ハステロイは、耐食性・耐熱性に特化したニッケル合金です。ニッケルをはじめとし、クロム・モリブデンなどのさまざまな合金部分を添加されて作られています。

ハステロイの特徴

ハステロイは耐食性に優れていることから、硫酸・硝酸・塩素などの酸化性雰囲気でも耐久性を発揮します。また、耐熱性も高く、高温度下での機械的強度が高い点も特徴です。

高温度下での機械的強度の高さや耐食性はもちろんですが、硫酸や硝酸、塩素などの酸化性雰囲気においても耐久性の高さを誇ります。およそ1100℃の耐熱性を誇り、かつ腐食に強いことから腐食防止塗装・メッキ加工が不要です。

ハステロイには最初に開発されたC276。クロム含有量の高さからC276よりも高い酸化性媒体に強い耐性を誇るC22。還元性酸処理用反応容器に活用されるB3。さらには加工性・高温強度に優れているX等、いくつかの種類に分類されています。

注意点として、機会的な負荷がかかる場所には向きません。圧力がかかるような場所への採用は避けるようにしましょう。

ハステロイの種類

ハステロイC276

耐食性の高さが特徴のハステロイで、広く普及しています。ニッケルやクロム、モリブデンを材料にしています。耐熱性もあることから、幅広い産業分野で用いられています。

ハステロイC22

クロムの含有量が高いハステロイの種類です。C276と比べ、耐食性が高くなっています。塩化物誘発孔食にも効果的で、化学系プラントや電解めっきなどに使われています。

ハステロイB

塩酸や硫酸、リン酸などに対する耐食性を持つハステロイの種類です。Bを改良したB2や、さらに改良を加えたB3などがあります。いずれも耐食性が高く、化学関係の設備で用いられています。

ハステロイX

耐熱性や耐食性のほか、加工性の高さが特徴のハステロイです。高温にも耐えることから、炉やタービン、化学品の精製設備などで利用されています。

ハステロイの用途

耐食性と耐熱性の高さが特徴のハステロイは、高温かつ浸食が見られる場所で活躍しています。例えば化学プラントの装置部品やポンプ・バルブといった化学装置部品として使用されています。また、我々の身近なところでは航空機のジェットエンジンに使用されています。

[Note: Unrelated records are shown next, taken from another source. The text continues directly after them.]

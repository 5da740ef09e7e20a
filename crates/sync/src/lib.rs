//! Snapshot sync flow from a record source into a DX dataset.
//!
//! This crate holds the business logic of one sync run. It talks to the
//! platform through [`DatasetDirectory`] and reads rows through
//! [`RecordSource`], so the flow is testable with mocks.
//!
//! # Pipeline
//!
//! 1. **Fetch**: read the source rows and encode them as CSV
//! 2. **Authenticate**: confirm the credentials with `whoami`
//! 3. **Resolve**: pick the installation for the target workspace
//! 4. **Find or create**: look up the dataset by name, create it on a miss
//! 5. **Upload**: single PUT for small payloads, resumable chunks otherwise

pub mod directory;
pub mod error;
pub mod installation;
pub mod schema;
pub mod source;
pub mod sync;
pub mod types;

pub use directory::DatasetDirectory;
pub use error::SyncError;
pub use installation::select_installation;
pub use schema::dataset_schema;
pub use source::{FieldSchema, NdjsonSource, RecordSource, TableSchema};
pub use sync::{DATASET_DESCRIPTION, SnapshotSync};
pub use types::{SyncConfig, SyncEvent, SyncReport};
use dxsync_protocol::{DatasetSchema, SchemaProperty};

use crate::source::TableSchema;

/// Maps a source table schema onto a dataset schema.
///
/// Every column is declared as `string`; the source type is not carried over.
/// Non-nullable columns become required and the primary key is copied as is.
pub fn dataset_schema(table: &TableSchema) -> DatasetSchema {
    DatasetSchema {
        properties: table
            .fields
            .iter()
            .map(|f| SchemaProperty::string(f.name.clone(), !f.nullable))
            .collect(),
        primary_key: table.primary_key.clone(),
    }
}

#[cfg(test)]
mod tests {
    use super::*;
    use crate::source::FieldSchema;
    use dxsync_protocol::PropertyType;

    #[test]
    fn maps_nullability_and_key() {
        let table = TableSchema {
            fields: vec![
                FieldSchema {
                    name: "id".into(),
                    nullable: false,
                },
                FieldSchema {
                    name: "note".into(),
                    nullable: true,
                },
            ],
            primary_key: vec!["id".into()],
        };

        let schema = dataset_schema(&table);
        assert_eq!(schema.properties.len(), 2);
        assert!(schema.properties[0].required);
        assert!(!schema.properties[1].required);
        assert!(
            schema
                .properties
                .iter()
                .all(|p| p.property_type == PropertyType::String)
        );
        assert_eq!(schema.primary_key, vec!["id"]);
    }

    #[test]
    fn no_constraints_means_empty_key() {
        let table = TableSchema {
            fields: vec![FieldSchema {
                name: "a".into(),
                nullable: true,
            }],
            primary_key: Vec::new(),
        };
        assert!(dataset_schema(&table).primary_key.is_empty());
    }
}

エンジンは稼働させることで高温となることから、耐熱性の高さが求められる部分なのでハステロイが仕様されています。耐食性の高さから酸洗設備に用いられることもあれば、他にも製紙産業、化学品精製、廃棄物処理、核燃料再処理施設、石油化学産業で採用されています。いずれも耐食性と耐熱性が求められていることから、ハステロイの強みが発揮されています。

ハステロイの加工の難しさ

ハステロイは優れた合金ではありますが、硬くて削りにくく加工が難しい難削材とされています。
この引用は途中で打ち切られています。